• **Data excerpts**
// ==========================================
// Portal IntraAMVALI - Repositório de notificações
// ==========================================

use crate::domain::notification::Notification;
use crate::repository::error::{RepositoryError, RepositoryResult};
use rusqlite::{params, Connection, Row};
use std::sync::{Arc, Mutex};

const NOTIFICATION_COLUMNS: &str =
    "id, user_id, title, message, notification_type, read, project_id, created_at";

pub struct NotificationRepository {
    conn: Arc<Mutex<Connection>>,
}

impl NotificationRepository {
    pub fn new(conn: Arc<Mutex<Connection>>) -> Self {
        Self { conn }
    }

    fn get_conn(&self) -> RepositoryResult<std::sync::MutexGuard<'_, Connection>> {
        self.conn
            .lock()
            .map_err(|e| RepositoryError::LockError(e.to_string()))
    }

    pub fn insert(&self, notification: &Notification) -> RepositoryResult<()> {
        let conn = self.get_conn()?;
        conn.execute(
            r#"INSERT INTO notification (
                id, user_id, title, message, notification_type, read, project_id, created_at
            ) VALUES (?1, ?2, ?3, ?4, ?5, ?6, ?7, ?8)"#,
            params![
                &notification.id,
                &notification.user_id,
                &notification.title,
                &notification.message,
                &notification.notification_type,
                notification.read,
                &notification.project_id,
                &notification.created_at,
            ],
        )?;
        Ok(())
    }

    /// Notificações destinadas ao usuário ou aos escopos informados
    /// (papel municipal recebe também as do próprio município)
    pub fn list_for_scopes(&self, scopes: &[String], limit: i64) -> RepositoryResult<Vec<Notification>> {
        if scopes.is_empty() {
            return Ok(Vec::new());
        }

        let placeholders = (1..=scopes.len())
            .map(|i| format!("?{}", i))
            .collect::<Vec<_>>()
            .join(", ");
        let sql = format!(
            "SELECT {} FROM notification WHERE user_id IN ({}) ORDER BY created_at DESC LIMIT {}",
            NOTIFICATION_COLUMNS, placeholders, limit
        );

        let conn = self.get_conn()?;
        let mut stmt = conn.prepare(&sql)?;
        let rows = stmt.query_map(
            rusqlite::params_from_iter(scopes.iter()),
            |row| Self::map_row(row),
        )?;
        Ok(rows.collect::<Result<Vec<_>, _>>()?)
    }

    pub fn mark_read(&self, id: &str) -> RepositoryResult<()> {
        let conn = self.get_conn()?;
        let rows = conn.execute(
            "UPDATE notification SET read = 1 WHERE id = ?1",
            params![id],
        )?;
        if rows == 0 {
            return Err(RepositoryError::NotFound {
                entity: "Notification".to_string(),
                id: id.to_string(),
            });
        }
        Ok(())
    }

    fn map_row(row: &Row<'_>) -> rusqlite::Result<Notification> {
        Ok(Notification {
            id: row.get(0)?,
            user_id: row.get(1)?,
            title: row.get(2)?,
            message: row.get(3)?,
            notification_type: row.get(4)?,
            read: row.get(5)?,
            project_id: row.get(6)?,
            created_at: row.get(7)?,
        })
    }
}
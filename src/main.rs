// ==========================================
// Portal IntraAMVALI - Entrada do serviço HTTP
// ==========================================
// Núcleo de priorização e alocação consumido pelo portal web.
// ==========================================

use std::sync::Arc;

use amvali_core::app::{build_router, get_default_db_path, AppState};
use amvali_core::logging;

#[tokio::main]
async fn main() -> Result<(), Box<dyn std::error::Error>> {
    logging::init();

    tracing::info!("==================================================");
    tracing::info!("{}", amvali_core::APP_NAME);
    tracing::info!("versão: {}", amvali_core::VERSION);
    tracing::info!("==================================================");

    let db_path = std::env::var("AMVALI_DB_PATH").unwrap_or_else(|_| get_default_db_path());
    tracing::info!("banco de dados: {}", db_path);

    let state = Arc::new(AppState::new(&db_path)?);
    let router = build_router(state);

    let port: u16 = std::env::var("PORT")
        .ok()
        .and_then(|p| p.parse().ok())
        .unwrap_or(8080);
    let addr = std::net::SocketAddr::from(([0, 0, 0, 0], port));
    tracing::info!("escutando em {}", addr);

    let listener = tokio::net::TcpListener::bind(addr).await?;
    axum::serve(listener, router).await?;

    Ok(())
}
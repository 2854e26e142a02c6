// ==========================================
// Portal IntraAMVALI - API do painel
// ==========================================
// Agregações de leitura sobre projetos, equipe e municípios.
// Capacidade agregada usa as contagens ativas reais, não os
// contadores armazenados.
// ==========================================

use std::collections::HashMap;
use std::sync::Arc;

use chrono::{Duration, Utc};
use serde::{Deserialize, Serialize};

use crate::api::error::{ApiError, ApiResult};
use crate::domain::municipality::Municipality;
use crate::domain::project::Project;
use crate::domain::types::{Principal, UserRole};
use crate::engine::CapacityEngine;
use crate::repository::{MunicipalityRepository, ProjectRepository, TechnicianRepository};

// ==========================================
// DTOs
// ==========================================

#[derive(Debug, Clone, Serialize, Deserialize)]
pub struct DashboardStats {
    pub total_projects: i64,
    pub active_projects: i64,
    pub completed_projects: i64,
    pub projects_by_status: HashMap<String, i64>,
    pub projects_by_type: HashMap<String, i64>,
    /// Capacidade agregada da equipe (horas usadas / horas declaradas)
    pub team_capacity_percent: f64,
    pub municipalities_count: i64,
    pub overdue_projects: i64,
    pub queue_size: i64,
}

#[derive(Debug, Clone, Serialize, Deserialize)]
pub struct MunicipalityDashboard {
    pub municipality: Municipality,
    pub total_projects: usize,
    pub active_projects: usize,
    pub completed_projects: usize,
    pub projects: Vec<Project>,
    pub engagement_score: f64,
    pub active_stars: HashMap<String, i32>,
}

// ==========================================
// DashboardApi
// ==========================================
pub struct DashboardApi {
    project_repo: Arc<ProjectRepository>,
    technician_repo: Arc<TechnicianRepository>,
    municipality_repo: Arc<MunicipalityRepository>,
    capacity: Arc<CapacityEngine>,
    overdue_execution_days: i64,
}

impl DashboardApi {
    pub fn new(
        project_repo: Arc<ProjectRepository>,
        technician_repo: Arc<TechnicianRepository>,
        municipality_repo: Arc<MunicipalityRepository>,
        capacity: Arc<CapacityEngine>,
        overdue_execution_days: i64,
    ) -> Self {
        Self {
            project_repo,
            technician_repo,
            municipality_repo,
            capacity,
            overdue_execution_days,
        }
    }

    /// Estatísticas agregadas do portal (equipe AMVALI)
    pub fn stats(&self, principal: &Principal) -> ApiResult<DashboardStats> {
        if !principal.role.is_amvali_staff() {
            return Err(ApiError::Authorization(format!(
                "papel {} não acessa o painel geral",
                principal.role
            )));
        }

        let total_projects = self.project_repo.count_all()?;
        let by_status: HashMap<String, i64> =
            self.project_repo.count_by_status()?.into_iter().collect();
        let by_type: HashMap<String, i64> =
            self.project_repo.count_by_type()?.into_iter().collect();

        let completed_projects = by_status.get("concluido").copied().unwrap_or(0);
        let drafts = by_status.get("rascunho").copied().unwrap_or(0);
        let active_projects = total_projects - completed_projects - drafts;

        // Capacidade agregada: horas consumidas (contagem ativa real)
        // sobre horas declaradas da equipe inteira
        let technicians = self.technician_repo.list()?;
        let hours_per_project = self.capacity.params().hours_per_project;
        let mut declared_hours = 0.0;
        let mut used_hours = 0.0;
        for technician in &technicians {
            let active = self.project_repo.count_active_assigned(&technician.id)?;
            declared_hours += f64::from(technician.workload_hours.max(1));
            used_hours += active as f64 * hours_per_project;
        }
        let team_capacity_percent = if declared_hours > 0.0 {
            used_hours / declared_hours * 100.0
        } else {
            0.0
        };

        let cutoff = Utc::now() - Duration::days(self.overdue_execution_days);

        Ok(DashboardStats {
            total_projects,
            active_projects,
            completed_projects,
            projects_by_status: by_status,
            projects_by_type: by_type,
            team_capacity_percent: (team_capacity_percent * 10.0).round() / 10.0,
            municipalities_count: self.municipality_repo.count()?,
            overdue_projects: self.project_repo.count_overdue_execution(cutoff)?,
            queue_size: self.project_repo.count_queue_size()?,
        })
    }

    /// Painel de um município (papel municipal restrito ao próprio)
    pub fn municipality_dashboard(
        &self,
        principal: &Principal,
        municipality_id: &str,
    ) -> ApiResult<MunicipalityDashboard> {
        if principal.role == UserRole::Municipal
            && principal.municipality_id.as_deref() != Some(municipality_id)
        {
            return Err(ApiError::Authorization(
                "acesso restrito ao próprio município".to_string(),
            ));
        }

        let municipality = self
            .municipality_repo
            .find_by_id(municipality_id)?
            .ok_or_else(|| {
                ApiError::NotFound(format!("Municipality(id={}) não existe", municipality_id))
            })?;

        let projects = self.project_repo.list(None, Some(municipality_id))?;
        let active = projects.iter().filter(|p| p.status.is_active()).count();
        let completed = projects
            .iter()
            .filter(|p| p.status.is_terminal())
            .count();

        Ok(MunicipalityDashboard {
            engagement_score: municipality.engagement_score,
            active_stars: municipality.active_stars.clone(),
            total_projects: projects.len(),
            active_projects: active,
            completed_projects: completed,
            projects,
            municipality,
        })
    }
}
// ==========================================
// Portal IntraAMVALI - Modelo de domínio: Município
// ==========================================
// active_stars: soma de estrelas ativas por área técnica; é o saldo
// consumido pelo orçamento de prioridade (PriorityBudget).
// ==========================================

use crate::domain::types::ProjectType;
use chrono::{DateTime, Utc};
use serde::{Deserialize, Serialize};
use std::collections::HashMap;

#[derive(Debug, Clone, Serialize, Deserialize)]
pub struct Municipality {
    pub id: String,
    pub name: String,
    pub code: String,
    pub contact_email: String,
    pub contact_phone: Option<String>,

    // ===== Sinais de engajamento =====
    /// Escore agregado [0,100] derivado de participação e regularidade
    pub engagement_score: f64,
    pub meeting_participations: i32,
    pub clarity_score: f64,
    pub financial_regularity: bool,

    // ===== Contadores =====
    pub total_projects: i32,
    pub completed_projects: i32,

    /// Estrelas ativas por área técnica (chave = ProjectType em db_str)
    pub active_stars: HashMap<String, i32>,

    pub created_at: DateTime<Utc>,
}

impl Municipality {
    pub fn new(
        name: impl Into<String>,
        code: impl Into<String>,
        contact_email: impl Into<String>,
    ) -> Self {
        Self {
            id: uuid::Uuid::new_v4().to_string(),
            name: name.into(),
            code: code.into(),
            contact_email: contact_email.into(),
            contact_phone: None,
            engagement_score: 0.0,
            meeting_participations: 0,
            clarity_score: 0.0,
            financial_regularity: true,
            total_projects: 0,
            completed_projects: 0,
            active_stars: HashMap::new(),
            created_at: Utc::now(),
        }
    }

    /// Estrelas atualmente comprometidas na área técnica informada
    pub fn stars_in_area(&self, area: ProjectType) -> i32 {
        self.active_stars.get(area.to_db_str()).copied().unwrap_or(0)
    }
}

// ==========================================
// NewMunicipality - payload de criação
// ==========================================
#[derive(Debug, Clone, Serialize, Deserialize)]
pub struct NewMunicipality {
    pub name: String,
    pub code: String,
    pub contact_email: String,
    pub contact_phone: Option<String>,
}

// ==========================================
// EngagementUpdate - atualização de sinais de engajamento
// ==========================================
#[derive(Debug, Clone, Serialize, Deserialize)]
pub struct EngagementUpdate {
    pub engagement_score: f64,
    #[serde(default)]
    pub meeting_participations: i32,
    #[serde(default)]
    pub clarity_score: f64,
    #[serde(default = "default_regularity")]
    pub financial_regularity: bool,
}

fn default_regularity() -> bool {
    true
}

• **Problem to solve**
A single number is the expected answer: how many lines of the records above contain the word "cutoff".

• **Task output**
2